7. Chapter 7: Dull Existence

Rating 5/5   Word Count 1679   Review this Chapter

Since Jacob and I burned down Emily’s house three months came and went. My life hadn’t changed much. During the week I went to school and work. On the days I didn’t work I’d go to Jake’s or he’d come here. Then on the weekends I’d go to First Beach alone, while Jacob and the others patrolled. Victoria had all but disappeared for almost a month, but they still insisted on patrolling, just to be safe. I hated them spending all their time trying to ensure I was safe. It had become such a big part of their life. I saw it as a burden, but they ensured me that they didn’t mind.

Sam never left again. He continued to heal, as did I. He never became a zombie the way I had. He was his normal strong self again, but his eyes were always sad. Sometimes I’d catch him just staring off into space. I’m sure his thoughts were focused on the memory of Emily. We all missed her so much.

Jake and I continued with the way things were. Neither of us brought it up and neither of us tried to go any further. I was thankful for that. I was happy with the way things were, but also felt selfish for even letting it get this far.

My life had fallen into such a slump. Everyday, every week, every month the same boring thing. I looked around the Newton’s store. This was my life...this would be my life. I would stay here forever in false hopes. I knew he was never coming back but couldn’t stop my subconscious from hoping. In the end I was only hurting myself.

The memories of Edward’s magnificent beauty was already failing. I could hardly even make out definite details about his face, it was all fuzzy. I hated myself for forgetting someone that important. But like he said “Human memories fade.” His name wasn’t so hard to say anymore, but I still steered away from it. I was still broken, but was slowly getting back up.

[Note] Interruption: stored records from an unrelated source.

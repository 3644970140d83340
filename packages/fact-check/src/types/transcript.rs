//! Video transcript lines.

use serde::{Deserialize, Serialize};

/// One time-tagged transcript line.
#[derive(Debug, Clone, PartialEq, Serialize, Deserialize)]
pub struct TranscriptSegment {
    /// Seconds from the start of the video
    pub start: f64,

    pub text: String,

    #[serde(default, skip_serializing_if = "Option::is_none")]
    pub duration: Option<f64>,
}

impl TranscriptSegment {
    pub fn new(start: f64, text: impl Into<String>) -> Self {
        Self {
            start,
            text: text.into(),
            duration: None,
        }
    }
}

/// Join segments as `[12.5s] text` lines so the backend can cite timestamps.
///
/// Blank lines are dropped.
pub fn format_transcript(segments: &[TranscriptSegment]) -> String {
    segments
        .iter()
        .filter(|s| !s.text.trim().is_empty())
        .map(|s| format!("[{:.1}s] {}", s.start, s.text.trim()))
        .collect::<Vec<_>>()
        .join("\n")
}

#[cfg(test)]
mod tests {
    use super::*;

    #[test]
    fn test_format_transcript() {
        let segments = vec![
            TranscriptSegment::new(0.0, "Hello everyone"),
            TranscriptSegment::new(3.25, "  "),
            TranscriptSegment::new(12.5, " The moon is 384,400 km away. "),
        ];
        assert_eq!(
            format_transcript(&segments),
            "[0.0s] Hello everyone\n[12.5s] The moon is 384,400 km away."
        );
    }

    #[test]
    fn test_deserialize_agent_shape() {
        let raw = r#"[{"text": "hi", "start": 1.5, "duration": 2.0}, {"text": "there", "start": 3.5}]"#;
        let segments: Vec<TranscriptSegment> = serde_json::from_str(raw).unwrap();
        assert_eq!(segments[0].duration, Some(2.0));
        assert_eq!(segments[1].duration, None);
    }
}
//! Claim verification against the local agent service.
//!
//! Verification never fails. Any agent error becomes the `Unverifiable`
//! fallback record, so one bad claim cannot abort a batch.

use regex::Regex;
use std::sync::LazyLock;
use tracing::{debug, warn};

use crate::traits::agent::VerificationAgent;
use crate::types::claim::{Claim, ClaimStatus, Source};

/// Correction used when the agent call fails.
pub const AGENT_FALLBACK: &str = "Could not verify with agent.";

const NO_SUMMARY: &str = "No search summary provided.";
const NO_VERIFICATION: &str = "Unverifiable";

static SECTION_LABEL: LazyLock<Regex> = LazyLock::new(|| {
    Regex::new(r"(?im)^[\s#>*_-]*(search summary|sources|verification)[*_\s]*:[*_]*").unwrap()
});

static URL: LazyLock<Regex> =
    LazyLock::new(|| Regex::new(r#"https?://[^\s<>()\[\]"'`]+"#).unwrap());

/// Phrases mapped to statuses, most specific first.
const VERDICT_PHRASES: &[(&str, ClaimStatus)] = &[
    ("partially true", ClaimStatus::PartiallyTrue),
    ("partly true", ClaimStatus::PartiallyTrue),
    ("misleading", ClaimStatus::Misleading),
    ("not true", ClaimStatus::Debunked),
    ("untrue", ClaimStatus::Debunked),
    ("false", ClaimStatus::Debunked),
    ("true", ClaimStatus::Verified),
];

/// Outcome of verifying one claim.
#[derive(Debug, Clone, PartialEq)]
pub struct Verification {
    pub status: ClaimStatus,
    pub correction: String,
    pub sources: Vec<Source>,
}

impl Verification {
    /// The record used whenever the agent cannot answer.
    pub fn fallback() -> Self {
        Self {
            status: ClaimStatus::Unverifiable,
            correction: AGENT_FALLBACK.to_string(),
            sources: Vec::new(),
        }
    }

    pub fn is_fallback(&self) -> bool {
        *self == Self::fallback()
    }

    /// Copy the verdict onto a claim, keeping its text and timestamp.
    pub fn apply_to(self, claim: &mut Claim) {
        claim.status = self.status;
        claim.correction = Some(self.correction);
        claim.sources = self.sources;
    }
}

/// Map verification text to a status; the most specific phrase wins.
pub fn status_from_verification(text: &str) -> ClaimStatus {
    let text = text.to_lowercase();
    VERDICT_PHRASES
        .iter()
        .find(|(phrase, _)| text.contains(phrase))
        .map(|(_, status)| *status)
        .unwrap_or(ClaimStatus::Unverifiable)
}

/// Split agent output into its labeled sections. The first occurrence of
/// each label wins; a section runs until the next label.
fn sections(text: &str) -> (Option<&str>, Option<&str>, Option<&str>) {
    let labels: Vec<_> = SECTION_LABEL
        .captures_iter(text)
        .filter_map(|caps| Some((caps.get(0)?, caps.get(1)?.as_str().to_lowercase())))
        .collect();

    let (mut summary, mut sources, mut verification) = (None, None, None);
    for (i, (label, name)) in labels.iter().enumerate() {
        let end = labels.get(i + 1).map(|(next, _)| next.start()).unwrap_or(text.len());
        let body = text[label.end()..end].trim();
        let slot = match name.as_str() {
            "search summary" => &mut summary,
            "sources" => &mut sources,
            _ => &mut verification,
        };
        if slot.is_none() {
            *slot = Some(body);
        }
    }
    (summary, sources, verification)
}

/// Pull sources out of the "Sources:" section, one URL per source. The text
/// before a URL on the same line, if any, is the source name.
pub fn parse_sources(section: &str) -> Vec<Source> {
    let mut sources: Vec<Source> = Vec::new();
    for line in section.lines() {
        for found in URL.find_iter(line) {
            let url = found.as_str().trim_end_matches(['.', ',', ';', ':']);
            if sources.iter().any(|s| s.url.trim_end_matches('/') == url.trim_end_matches('/')) {
                continue;
            }

            let name = line[..found.start()]
                .trim()
                .trim_start_matches(|c: char| c.is_ascii_digit() || "-*•.)".contains(c))
                .trim_end_matches(|c: char| c.is_whitespace() || "-:([<".contains(c))
                .trim_matches(|c| c == '*' || c == '[' || c == ']')
                .trim();
            let name = (!name.is_empty()).then_some(name);

            if let Some(source) = Source::from_url(url, name) {
                sources.push(source);
            }
        }
    }
    sources
}

/// Parse the agent's labeled free text. Missing sections fall back to
/// placeholders.
pub fn parse_agent_response(text: &str) -> Verification {
    let (summary, sources, verification) = sections(text);

    let summary = summary.filter(|s| !s.is_empty()).unwrap_or(NO_SUMMARY);
    let verification = verification.filter(|s| !s.is_empty()).unwrap_or(NO_VERIFICATION);

    Verification {
        status: status_from_verification(verification),
        correction: summary.to_string(),
        sources: sources.map(parse_sources).unwrap_or_default(),
    }
}

/// Verify one claim. Never fails.
pub async fn verify_claim<A: VerificationAgent + ?Sized>(agent: &A, claim: &str) -> Verification {
    match agent.verify(claim).await {
        Ok(raw) => {
            let verification = parse_agent_response(&raw);
            debug!(
                status = %verification.status,
                sources = verification.sources.len(),
                "Verified claim"
            );
            verification
        }
        Err(e) => {
            warn!(error = %e, "Verification failed, using fallback");
            Verification::fallback()
        }
    }
}

/// Verify claims one at a time, in order. `on_progress(i, n)` is called
/// before claim `i` (1-based) is sent.
pub async fn verify_claims<A, F>(agent: &A, claims: &mut [Claim], mut on_progress: F)
where
    A: VerificationAgent + ?Sized,
    F: FnMut(usize, usize),
{
    let total = claims.len();
    for (i, claim) in claims.iter_mut().enumerate() {
        on_progress(i + 1, total);
        verify_claim(agent, &claim.text).await.apply_to(claim);
    }
}

#[cfg(test)]
mod tests {
    use super::*;

    const AGENT_TEXT: &str = "\
Search Summary: The Eiffel Tower is 330 metres tall after a 2022 antenna extension.

Sources:
1. Wikipedia - https://en.wikipedia.org/wiki/Eiffel_Tower
2. https://www.toureiffel.paris/en

Verification: Partially true. The height was 324 m before 2022.";

    #[test]
    fn test_parses_all_sections() {
        let v = parse_agent_response(AGENT_TEXT);
        assert_eq!(v.status, ClaimStatus::PartiallyTrue);
        assert!(v.correction.starts_with("The Eiffel Tower is 330 metres"));
        assert_eq!(v.sources.len(), 2);
        assert_eq!(v.sources[0].name, "Wikipedia");
        assert_eq!(v.sources[0].domain, "en.wikipedia.org");
        assert_eq!(v.sources[1].name, "toureiffel.paris");
    }

    #[test]
    fn test_missing_sections_use_placeholders() {
        let v = parse_agent_response("I could not find anything.");
        assert_eq!(v.status, ClaimStatus::Unverifiable);
        assert_eq!(v.correction, NO_SUMMARY);
        assert!(v.sources.is_empty());
    }

    #[test]
    fn test_markdown_labels() {
        let v = parse_agent_response("**Search Summary:** yes\n**Verification:** False");
        assert_eq!(v.status, ClaimStatus::Debunked);
        assert_eq!(v.correction, "yes");
    }

    #[test]
    fn test_most_specific_phrase_wins() {
        assert_eq!(status_from_verification("This is NOT TRUE"), ClaimStatus::Debunked);
        assert_eq!(status_from_verification("partially true"), ClaimStatus::PartiallyTrue);
        assert_eq!(status_from_verification("True."), ClaimStatus::Verified);
        assert_eq!(status_from_verification("False"), ClaimStatus::Debunked);
        assert_eq!(status_from_verification("cannot be determined"), ClaimStatus::Unverifiable);
    }

    #[test]
    fn test_duplicate_urls_collapsed() {
        let sources = parse_sources("https://a.org/x\nsee https://a.org/x/ again");
        assert_eq!(sources.len(), 1);
    }

    #[test]
    fn test_fallback_record() {
        let v = Verification::fallback();
        assert_eq!(v.status, ClaimStatus::Unverifiable);
        assert_eq!(v.correction, "Could not verify with agent.");
        assert!(v.is_fallback());
    }
}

I looked at the clock, ten more minutes.

"Bella, you can leave if you want, I'll close." Mike chimed in as if I had said it out loud.

"Are you sure?" Like I cared, I wanted to get out of this place already.

"Yeah, it's fine you go home, you look so tired."

"Ok, I'll see you later then." I took of my vest and shoved it under the counter, grabbed my bag and was gone, before he could change his mind. "Bye Mike." I didn't wait for a response.

It was dark, the clouds were low, and it was pouring so hard I could barely see my truck. I unlocked the car door and pulled it open. My keys fell to the ground into a shallow puddle.

That's just great.

I knelt down and put my hand in the puddle to find my keys that had disappeared. My fingers grazed the pavement and grovel searching for my keys. I finally felt them and picked it up. I stood up with my head bent down, trying to get out some of the mud that had gotten under my nails.

Something yanked the hood of my jacket, pulling me forward into the car. My face slammed into the seats of my car, as someone pulled me to the passenger seat, my cheek still dragging against the seat. I wiggled around trying to loosen the grip, but the fingers held on tightly. I wanted to scream, but it got stuck in my throat.

The fingers released my hood, and then the passenger door slammed closed. I was alone, but the drivers side was still open.

My keys.

I must have dropped them. I looked around the car and spotted them on the ground. I reached across the seat to pick them up, but a pale wet hand beat me to it. My fingers stopped mid-way.

NO! PLEASE!

My body froze as the fingers picked up the keys and jingled them teasingly.

NO! NO! NO! PLEASE!

"I don't think so." Her voice were like razors, that cut into me so deep, that I could feel the blood being drained from my body.

I tilted my head up afraid of what I might see, but praying I was wrong.

Victoria.

There she stood, my keys in hand. Her red hair and tattered clothes drenched from the rain. Her lips pursed together, her eyes had a look that cats get when they play with their prey.

I stayed there stretched across the seat, frozen with fear. She realized I wasn't moving, so she place one strong hand on my shoulder and pushed me back.

My body flew back and slammed into the door. I closed my eyes as the pain quickly shot through my back. I clenched my chest and groaned in agony. I heard the door shut, and the engine roar to life. I felt the car reverse, and the tires screech forward as she stepped on the gas, making me fall forward, hitting my head on the dashboard. She let out a small chuckle. I sat up and cupped my head, it was throbbing.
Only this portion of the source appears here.